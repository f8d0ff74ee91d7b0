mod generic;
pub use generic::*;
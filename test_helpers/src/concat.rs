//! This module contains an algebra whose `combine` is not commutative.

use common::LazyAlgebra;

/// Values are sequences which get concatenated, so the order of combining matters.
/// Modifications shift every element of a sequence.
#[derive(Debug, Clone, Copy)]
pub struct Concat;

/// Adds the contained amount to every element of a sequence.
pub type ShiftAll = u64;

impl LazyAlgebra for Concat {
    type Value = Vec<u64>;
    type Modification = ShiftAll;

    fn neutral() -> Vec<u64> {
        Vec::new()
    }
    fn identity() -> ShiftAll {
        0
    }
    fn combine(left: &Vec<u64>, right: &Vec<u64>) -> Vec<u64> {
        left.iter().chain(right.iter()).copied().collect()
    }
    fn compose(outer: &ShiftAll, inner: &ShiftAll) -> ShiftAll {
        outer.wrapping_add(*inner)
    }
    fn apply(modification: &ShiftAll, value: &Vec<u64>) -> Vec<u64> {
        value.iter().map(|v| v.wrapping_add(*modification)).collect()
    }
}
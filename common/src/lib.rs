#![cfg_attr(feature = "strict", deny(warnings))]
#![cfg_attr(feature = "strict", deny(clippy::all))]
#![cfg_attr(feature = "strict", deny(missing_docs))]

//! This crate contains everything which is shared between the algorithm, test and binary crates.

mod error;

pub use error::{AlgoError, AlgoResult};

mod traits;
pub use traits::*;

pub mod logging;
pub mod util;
*-*-*
▶ _Task details_
Go over the data above and copy every line that has the word "This" in it.

▶ _Task answer_
//! This module contains an algebra whose `combine` is not commutative.
//! This crate contains everything which is shared between the algorithm, test and binary crates.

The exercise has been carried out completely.